Work to complete:
Extract, from the records beneath this instruction, each line that contains the word "needed".

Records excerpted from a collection
****

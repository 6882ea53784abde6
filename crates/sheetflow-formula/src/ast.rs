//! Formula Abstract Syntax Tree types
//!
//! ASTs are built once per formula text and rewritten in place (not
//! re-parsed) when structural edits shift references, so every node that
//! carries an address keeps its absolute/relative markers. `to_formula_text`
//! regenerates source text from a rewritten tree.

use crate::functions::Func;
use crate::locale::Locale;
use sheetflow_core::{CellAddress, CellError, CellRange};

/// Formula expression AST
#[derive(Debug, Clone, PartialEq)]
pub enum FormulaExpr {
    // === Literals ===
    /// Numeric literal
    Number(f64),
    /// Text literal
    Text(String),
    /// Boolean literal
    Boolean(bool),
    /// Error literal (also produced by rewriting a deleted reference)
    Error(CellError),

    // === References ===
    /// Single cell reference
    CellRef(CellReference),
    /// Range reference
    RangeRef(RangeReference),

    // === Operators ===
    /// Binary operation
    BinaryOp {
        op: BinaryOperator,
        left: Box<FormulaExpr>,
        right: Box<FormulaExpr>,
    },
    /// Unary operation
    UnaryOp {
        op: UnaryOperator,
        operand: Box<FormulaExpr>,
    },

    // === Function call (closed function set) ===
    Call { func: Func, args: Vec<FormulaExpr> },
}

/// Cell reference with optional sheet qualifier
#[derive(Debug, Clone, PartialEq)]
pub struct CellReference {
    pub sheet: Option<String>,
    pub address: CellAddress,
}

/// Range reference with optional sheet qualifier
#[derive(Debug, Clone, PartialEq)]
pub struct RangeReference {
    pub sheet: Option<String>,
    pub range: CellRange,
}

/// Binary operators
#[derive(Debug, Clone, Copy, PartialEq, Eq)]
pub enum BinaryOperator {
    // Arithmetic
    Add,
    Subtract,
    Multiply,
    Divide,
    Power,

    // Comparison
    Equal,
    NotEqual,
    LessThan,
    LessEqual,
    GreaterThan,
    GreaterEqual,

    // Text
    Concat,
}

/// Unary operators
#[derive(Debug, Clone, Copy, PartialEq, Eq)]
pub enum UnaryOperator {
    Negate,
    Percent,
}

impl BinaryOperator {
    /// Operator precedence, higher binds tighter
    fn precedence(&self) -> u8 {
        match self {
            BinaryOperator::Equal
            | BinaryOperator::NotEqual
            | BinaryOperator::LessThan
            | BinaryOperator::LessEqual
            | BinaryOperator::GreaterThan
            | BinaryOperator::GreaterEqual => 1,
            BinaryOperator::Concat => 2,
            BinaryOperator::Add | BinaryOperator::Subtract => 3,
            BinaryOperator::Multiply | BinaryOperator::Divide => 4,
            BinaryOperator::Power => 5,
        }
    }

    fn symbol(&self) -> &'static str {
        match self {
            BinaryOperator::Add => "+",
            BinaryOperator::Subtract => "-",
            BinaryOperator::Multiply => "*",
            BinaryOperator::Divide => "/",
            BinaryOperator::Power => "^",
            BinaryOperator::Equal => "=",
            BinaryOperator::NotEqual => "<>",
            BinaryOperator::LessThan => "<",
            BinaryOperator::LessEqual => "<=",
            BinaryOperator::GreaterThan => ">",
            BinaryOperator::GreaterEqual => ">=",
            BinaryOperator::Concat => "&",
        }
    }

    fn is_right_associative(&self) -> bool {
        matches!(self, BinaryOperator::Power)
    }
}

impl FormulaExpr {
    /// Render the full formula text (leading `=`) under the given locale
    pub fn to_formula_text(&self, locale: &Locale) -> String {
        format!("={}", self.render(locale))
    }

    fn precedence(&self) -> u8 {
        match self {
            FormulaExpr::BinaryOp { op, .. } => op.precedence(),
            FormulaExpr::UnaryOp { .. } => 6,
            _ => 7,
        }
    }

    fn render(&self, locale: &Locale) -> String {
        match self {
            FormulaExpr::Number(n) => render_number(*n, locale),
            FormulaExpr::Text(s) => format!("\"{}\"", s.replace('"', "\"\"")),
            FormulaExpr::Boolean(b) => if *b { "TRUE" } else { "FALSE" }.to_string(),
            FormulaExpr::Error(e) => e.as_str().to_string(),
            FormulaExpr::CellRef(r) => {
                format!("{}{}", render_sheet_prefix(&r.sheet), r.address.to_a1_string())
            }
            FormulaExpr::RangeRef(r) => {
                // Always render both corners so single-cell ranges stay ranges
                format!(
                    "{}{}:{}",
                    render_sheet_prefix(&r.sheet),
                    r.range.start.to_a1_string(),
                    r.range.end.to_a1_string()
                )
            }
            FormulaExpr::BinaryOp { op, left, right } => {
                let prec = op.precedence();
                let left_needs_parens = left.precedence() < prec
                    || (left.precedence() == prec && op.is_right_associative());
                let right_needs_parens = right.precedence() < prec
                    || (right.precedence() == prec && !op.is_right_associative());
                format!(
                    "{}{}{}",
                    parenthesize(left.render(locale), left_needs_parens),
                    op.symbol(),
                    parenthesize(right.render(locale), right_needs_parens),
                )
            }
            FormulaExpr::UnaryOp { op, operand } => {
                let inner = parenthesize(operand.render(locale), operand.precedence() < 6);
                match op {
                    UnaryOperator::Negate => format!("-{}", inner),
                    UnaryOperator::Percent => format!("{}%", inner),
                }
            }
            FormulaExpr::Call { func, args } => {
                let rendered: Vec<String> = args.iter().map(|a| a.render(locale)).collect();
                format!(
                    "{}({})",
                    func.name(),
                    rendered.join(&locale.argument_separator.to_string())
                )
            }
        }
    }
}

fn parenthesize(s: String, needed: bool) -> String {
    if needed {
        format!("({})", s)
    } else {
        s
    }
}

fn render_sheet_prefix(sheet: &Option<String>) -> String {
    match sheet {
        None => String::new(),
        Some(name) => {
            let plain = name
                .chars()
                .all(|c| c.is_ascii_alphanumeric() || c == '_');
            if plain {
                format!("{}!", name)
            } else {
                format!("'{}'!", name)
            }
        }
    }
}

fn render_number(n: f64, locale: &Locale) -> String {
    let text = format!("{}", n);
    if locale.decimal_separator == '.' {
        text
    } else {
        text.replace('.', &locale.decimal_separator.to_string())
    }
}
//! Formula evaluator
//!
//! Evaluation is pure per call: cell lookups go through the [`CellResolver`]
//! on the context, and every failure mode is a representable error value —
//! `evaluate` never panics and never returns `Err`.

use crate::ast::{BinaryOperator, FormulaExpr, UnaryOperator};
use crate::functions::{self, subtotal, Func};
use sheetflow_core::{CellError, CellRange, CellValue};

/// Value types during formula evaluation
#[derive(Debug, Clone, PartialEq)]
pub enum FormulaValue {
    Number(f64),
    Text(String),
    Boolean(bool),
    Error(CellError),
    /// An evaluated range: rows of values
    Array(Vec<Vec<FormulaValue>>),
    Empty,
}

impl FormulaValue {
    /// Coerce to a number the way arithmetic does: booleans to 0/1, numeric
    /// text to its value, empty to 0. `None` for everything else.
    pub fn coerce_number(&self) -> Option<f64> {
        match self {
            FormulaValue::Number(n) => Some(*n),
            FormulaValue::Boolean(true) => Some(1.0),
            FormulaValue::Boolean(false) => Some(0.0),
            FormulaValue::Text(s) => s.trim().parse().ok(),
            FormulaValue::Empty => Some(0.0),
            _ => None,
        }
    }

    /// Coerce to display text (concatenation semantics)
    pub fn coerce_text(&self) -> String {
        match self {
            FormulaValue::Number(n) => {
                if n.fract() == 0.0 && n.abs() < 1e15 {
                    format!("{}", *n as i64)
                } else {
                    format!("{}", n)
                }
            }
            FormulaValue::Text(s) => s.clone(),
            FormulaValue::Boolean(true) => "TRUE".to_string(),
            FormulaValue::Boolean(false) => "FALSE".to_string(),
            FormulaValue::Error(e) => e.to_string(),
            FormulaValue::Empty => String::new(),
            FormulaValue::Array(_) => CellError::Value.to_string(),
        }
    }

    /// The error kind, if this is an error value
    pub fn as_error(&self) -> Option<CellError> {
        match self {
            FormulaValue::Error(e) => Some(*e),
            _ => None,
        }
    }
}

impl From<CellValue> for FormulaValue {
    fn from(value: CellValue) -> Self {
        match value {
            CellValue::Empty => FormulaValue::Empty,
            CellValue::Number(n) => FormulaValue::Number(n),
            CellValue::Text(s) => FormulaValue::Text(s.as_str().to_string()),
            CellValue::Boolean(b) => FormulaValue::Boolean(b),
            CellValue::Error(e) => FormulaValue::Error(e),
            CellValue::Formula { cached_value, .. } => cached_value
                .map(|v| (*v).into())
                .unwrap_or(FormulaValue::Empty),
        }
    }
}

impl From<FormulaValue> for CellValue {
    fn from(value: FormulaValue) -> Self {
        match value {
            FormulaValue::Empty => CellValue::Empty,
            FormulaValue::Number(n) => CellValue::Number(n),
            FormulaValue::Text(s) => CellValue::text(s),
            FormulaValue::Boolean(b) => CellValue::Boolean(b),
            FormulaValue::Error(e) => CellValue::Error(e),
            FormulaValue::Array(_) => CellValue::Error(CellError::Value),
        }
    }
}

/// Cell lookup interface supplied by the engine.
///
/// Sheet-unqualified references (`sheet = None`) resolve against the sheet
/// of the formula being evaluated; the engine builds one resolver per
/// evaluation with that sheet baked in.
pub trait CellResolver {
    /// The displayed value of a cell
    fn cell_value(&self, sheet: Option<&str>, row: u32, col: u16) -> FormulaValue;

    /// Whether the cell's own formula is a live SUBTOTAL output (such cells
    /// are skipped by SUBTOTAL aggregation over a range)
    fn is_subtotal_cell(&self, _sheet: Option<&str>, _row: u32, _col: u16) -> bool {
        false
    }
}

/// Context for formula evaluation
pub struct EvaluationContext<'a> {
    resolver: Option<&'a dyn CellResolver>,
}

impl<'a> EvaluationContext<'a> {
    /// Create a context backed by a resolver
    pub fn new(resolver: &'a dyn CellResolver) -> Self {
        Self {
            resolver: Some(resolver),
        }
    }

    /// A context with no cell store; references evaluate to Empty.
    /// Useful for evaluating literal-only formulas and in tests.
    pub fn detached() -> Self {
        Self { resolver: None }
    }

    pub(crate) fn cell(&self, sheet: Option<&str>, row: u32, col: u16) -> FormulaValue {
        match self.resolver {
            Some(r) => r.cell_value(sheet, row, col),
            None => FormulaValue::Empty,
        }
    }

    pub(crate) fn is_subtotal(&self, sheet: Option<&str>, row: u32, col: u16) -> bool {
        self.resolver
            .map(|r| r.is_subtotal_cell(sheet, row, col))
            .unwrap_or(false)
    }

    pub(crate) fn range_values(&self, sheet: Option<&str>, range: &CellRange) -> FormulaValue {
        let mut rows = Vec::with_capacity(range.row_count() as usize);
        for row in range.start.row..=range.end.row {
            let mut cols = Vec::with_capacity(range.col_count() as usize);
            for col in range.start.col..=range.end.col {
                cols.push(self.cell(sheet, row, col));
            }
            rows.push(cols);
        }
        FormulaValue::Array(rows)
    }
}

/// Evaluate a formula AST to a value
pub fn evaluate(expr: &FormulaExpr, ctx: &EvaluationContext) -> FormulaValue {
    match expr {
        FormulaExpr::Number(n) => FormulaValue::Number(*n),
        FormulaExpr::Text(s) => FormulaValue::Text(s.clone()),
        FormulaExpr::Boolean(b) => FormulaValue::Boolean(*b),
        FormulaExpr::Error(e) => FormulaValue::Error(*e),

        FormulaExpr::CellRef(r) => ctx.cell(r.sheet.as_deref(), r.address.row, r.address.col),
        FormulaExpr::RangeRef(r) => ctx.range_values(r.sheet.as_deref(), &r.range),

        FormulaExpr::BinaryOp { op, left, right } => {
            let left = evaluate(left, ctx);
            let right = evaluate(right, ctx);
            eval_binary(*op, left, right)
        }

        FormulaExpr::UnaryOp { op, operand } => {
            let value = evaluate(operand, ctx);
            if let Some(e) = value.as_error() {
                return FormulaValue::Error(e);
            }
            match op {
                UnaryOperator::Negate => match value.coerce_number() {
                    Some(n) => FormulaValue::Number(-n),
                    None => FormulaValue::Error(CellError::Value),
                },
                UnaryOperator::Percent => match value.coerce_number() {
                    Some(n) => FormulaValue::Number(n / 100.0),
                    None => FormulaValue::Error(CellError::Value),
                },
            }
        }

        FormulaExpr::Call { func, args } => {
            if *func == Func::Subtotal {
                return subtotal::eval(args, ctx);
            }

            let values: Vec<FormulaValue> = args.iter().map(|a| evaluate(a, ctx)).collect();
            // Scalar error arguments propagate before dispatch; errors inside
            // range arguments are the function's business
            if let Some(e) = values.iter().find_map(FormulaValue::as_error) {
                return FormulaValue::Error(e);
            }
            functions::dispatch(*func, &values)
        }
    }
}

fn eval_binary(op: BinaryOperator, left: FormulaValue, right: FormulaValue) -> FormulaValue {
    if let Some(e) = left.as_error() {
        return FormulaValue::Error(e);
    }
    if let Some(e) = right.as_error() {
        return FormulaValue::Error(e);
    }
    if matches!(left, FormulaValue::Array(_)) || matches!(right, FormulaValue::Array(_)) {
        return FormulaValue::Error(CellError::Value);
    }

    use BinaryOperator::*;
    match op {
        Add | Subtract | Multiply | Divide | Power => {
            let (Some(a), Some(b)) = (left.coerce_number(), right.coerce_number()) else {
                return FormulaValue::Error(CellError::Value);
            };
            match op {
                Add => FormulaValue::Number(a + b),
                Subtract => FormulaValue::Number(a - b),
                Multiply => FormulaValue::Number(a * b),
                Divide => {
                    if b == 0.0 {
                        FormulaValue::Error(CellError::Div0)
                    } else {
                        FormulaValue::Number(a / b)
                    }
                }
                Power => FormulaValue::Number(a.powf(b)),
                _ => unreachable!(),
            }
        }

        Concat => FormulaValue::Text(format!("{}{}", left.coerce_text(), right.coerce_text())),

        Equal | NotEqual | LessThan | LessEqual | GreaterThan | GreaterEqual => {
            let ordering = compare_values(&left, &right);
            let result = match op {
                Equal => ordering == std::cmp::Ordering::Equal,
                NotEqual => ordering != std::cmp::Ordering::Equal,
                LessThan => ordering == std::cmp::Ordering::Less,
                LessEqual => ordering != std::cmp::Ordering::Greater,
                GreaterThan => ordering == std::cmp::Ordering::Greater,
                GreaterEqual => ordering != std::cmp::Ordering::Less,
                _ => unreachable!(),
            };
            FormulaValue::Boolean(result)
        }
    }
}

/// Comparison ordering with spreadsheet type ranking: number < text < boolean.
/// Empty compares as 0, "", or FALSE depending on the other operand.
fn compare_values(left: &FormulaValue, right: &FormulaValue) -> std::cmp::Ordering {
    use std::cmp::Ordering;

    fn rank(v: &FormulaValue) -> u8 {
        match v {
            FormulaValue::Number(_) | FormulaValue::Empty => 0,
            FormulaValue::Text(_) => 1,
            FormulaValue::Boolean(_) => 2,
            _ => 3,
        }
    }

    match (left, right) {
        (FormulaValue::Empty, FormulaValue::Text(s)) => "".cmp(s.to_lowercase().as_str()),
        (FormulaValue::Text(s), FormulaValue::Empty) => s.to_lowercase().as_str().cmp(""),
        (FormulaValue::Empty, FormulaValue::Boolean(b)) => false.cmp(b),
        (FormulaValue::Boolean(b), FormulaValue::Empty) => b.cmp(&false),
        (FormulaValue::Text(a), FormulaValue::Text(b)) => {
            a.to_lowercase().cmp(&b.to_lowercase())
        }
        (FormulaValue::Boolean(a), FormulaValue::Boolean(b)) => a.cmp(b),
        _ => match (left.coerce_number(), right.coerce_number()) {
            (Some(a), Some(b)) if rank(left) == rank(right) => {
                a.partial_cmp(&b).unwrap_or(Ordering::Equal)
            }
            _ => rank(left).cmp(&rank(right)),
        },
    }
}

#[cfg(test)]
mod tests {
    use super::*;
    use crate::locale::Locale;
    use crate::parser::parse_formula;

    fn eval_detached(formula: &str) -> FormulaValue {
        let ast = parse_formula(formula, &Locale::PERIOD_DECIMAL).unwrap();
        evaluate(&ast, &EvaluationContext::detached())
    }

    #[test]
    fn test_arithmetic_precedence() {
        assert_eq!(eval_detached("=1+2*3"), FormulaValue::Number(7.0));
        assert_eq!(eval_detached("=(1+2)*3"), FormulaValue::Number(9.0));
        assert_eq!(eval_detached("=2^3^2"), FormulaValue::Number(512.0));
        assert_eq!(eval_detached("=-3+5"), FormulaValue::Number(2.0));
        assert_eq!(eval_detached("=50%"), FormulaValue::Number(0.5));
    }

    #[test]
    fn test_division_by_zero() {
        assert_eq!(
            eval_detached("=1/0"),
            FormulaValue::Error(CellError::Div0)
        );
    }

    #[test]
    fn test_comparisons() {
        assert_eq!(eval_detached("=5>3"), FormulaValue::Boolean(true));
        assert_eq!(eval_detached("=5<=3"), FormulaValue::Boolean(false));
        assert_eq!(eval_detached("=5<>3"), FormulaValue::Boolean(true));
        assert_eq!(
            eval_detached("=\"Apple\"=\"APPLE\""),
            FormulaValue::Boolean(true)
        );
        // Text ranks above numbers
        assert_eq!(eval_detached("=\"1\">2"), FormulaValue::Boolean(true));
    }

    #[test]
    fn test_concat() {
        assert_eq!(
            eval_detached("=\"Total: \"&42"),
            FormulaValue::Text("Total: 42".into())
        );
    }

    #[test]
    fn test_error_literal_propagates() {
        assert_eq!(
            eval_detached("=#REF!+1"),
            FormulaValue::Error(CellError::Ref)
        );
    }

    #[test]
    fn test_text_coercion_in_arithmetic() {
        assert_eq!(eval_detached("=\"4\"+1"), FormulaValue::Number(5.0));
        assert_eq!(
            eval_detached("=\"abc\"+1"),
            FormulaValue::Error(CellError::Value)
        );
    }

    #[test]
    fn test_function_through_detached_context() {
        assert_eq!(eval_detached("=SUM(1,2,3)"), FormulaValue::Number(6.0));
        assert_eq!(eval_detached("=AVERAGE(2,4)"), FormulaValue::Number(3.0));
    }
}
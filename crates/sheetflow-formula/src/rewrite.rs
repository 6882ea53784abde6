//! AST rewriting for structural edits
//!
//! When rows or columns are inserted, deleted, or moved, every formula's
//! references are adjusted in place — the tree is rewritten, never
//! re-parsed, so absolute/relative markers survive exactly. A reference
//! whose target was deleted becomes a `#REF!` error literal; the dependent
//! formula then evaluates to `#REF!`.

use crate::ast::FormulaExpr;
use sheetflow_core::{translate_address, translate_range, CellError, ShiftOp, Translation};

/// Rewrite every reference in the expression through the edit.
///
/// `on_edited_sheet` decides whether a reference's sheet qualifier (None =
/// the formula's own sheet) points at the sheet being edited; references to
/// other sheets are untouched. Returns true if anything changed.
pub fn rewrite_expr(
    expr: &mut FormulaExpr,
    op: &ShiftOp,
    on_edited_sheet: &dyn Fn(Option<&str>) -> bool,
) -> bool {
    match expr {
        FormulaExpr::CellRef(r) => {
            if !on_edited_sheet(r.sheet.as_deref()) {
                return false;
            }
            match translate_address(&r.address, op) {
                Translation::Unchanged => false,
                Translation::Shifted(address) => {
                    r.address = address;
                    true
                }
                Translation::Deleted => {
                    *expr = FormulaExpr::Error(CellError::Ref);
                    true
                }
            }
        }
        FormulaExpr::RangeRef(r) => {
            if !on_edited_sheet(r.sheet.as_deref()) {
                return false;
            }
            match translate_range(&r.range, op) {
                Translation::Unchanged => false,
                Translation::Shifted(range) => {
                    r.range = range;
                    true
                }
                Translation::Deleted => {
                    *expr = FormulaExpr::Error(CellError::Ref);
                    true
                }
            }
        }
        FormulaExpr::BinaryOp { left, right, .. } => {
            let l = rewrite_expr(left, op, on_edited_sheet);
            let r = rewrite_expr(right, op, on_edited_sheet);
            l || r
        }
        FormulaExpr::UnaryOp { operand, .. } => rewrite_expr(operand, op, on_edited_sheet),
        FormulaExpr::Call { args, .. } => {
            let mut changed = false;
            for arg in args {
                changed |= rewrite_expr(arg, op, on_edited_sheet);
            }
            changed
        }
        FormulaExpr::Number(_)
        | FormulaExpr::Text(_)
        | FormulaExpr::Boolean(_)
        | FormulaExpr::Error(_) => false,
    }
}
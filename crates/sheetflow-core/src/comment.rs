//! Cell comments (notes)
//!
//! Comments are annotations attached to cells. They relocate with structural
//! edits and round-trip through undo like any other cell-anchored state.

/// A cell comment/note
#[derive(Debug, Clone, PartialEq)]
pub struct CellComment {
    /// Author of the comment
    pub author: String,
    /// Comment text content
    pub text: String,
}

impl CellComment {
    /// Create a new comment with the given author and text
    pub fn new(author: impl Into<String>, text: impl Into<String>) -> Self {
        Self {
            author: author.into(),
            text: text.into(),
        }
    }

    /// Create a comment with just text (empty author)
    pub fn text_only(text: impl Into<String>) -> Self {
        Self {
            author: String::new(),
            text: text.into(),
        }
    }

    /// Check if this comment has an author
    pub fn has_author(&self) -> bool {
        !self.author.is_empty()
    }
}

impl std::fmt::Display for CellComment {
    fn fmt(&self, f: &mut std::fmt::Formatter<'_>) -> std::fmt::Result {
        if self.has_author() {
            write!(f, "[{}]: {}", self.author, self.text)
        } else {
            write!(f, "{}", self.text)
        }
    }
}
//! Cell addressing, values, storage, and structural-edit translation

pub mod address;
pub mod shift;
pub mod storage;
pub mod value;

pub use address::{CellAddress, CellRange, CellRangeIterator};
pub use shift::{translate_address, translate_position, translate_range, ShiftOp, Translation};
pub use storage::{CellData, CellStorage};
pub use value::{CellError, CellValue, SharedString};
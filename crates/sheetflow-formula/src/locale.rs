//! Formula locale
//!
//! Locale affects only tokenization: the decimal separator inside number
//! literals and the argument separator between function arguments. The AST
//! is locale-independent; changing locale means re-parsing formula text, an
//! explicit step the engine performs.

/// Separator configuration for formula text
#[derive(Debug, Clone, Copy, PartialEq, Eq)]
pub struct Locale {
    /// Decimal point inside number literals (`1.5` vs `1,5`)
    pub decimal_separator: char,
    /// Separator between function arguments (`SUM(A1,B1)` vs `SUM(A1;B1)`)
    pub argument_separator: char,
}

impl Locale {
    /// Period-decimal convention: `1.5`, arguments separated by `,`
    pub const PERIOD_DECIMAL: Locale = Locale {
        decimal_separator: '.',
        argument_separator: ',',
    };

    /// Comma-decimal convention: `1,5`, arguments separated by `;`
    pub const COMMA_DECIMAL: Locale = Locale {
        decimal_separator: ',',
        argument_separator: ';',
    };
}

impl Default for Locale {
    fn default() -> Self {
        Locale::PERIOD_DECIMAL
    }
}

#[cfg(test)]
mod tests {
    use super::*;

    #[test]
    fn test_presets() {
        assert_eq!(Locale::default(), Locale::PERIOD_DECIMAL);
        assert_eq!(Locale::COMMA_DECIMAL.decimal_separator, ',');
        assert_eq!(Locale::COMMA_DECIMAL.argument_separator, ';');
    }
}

****

Answer below:
fn parenthesize(s: String, needed: bool) -> String {
    if needed {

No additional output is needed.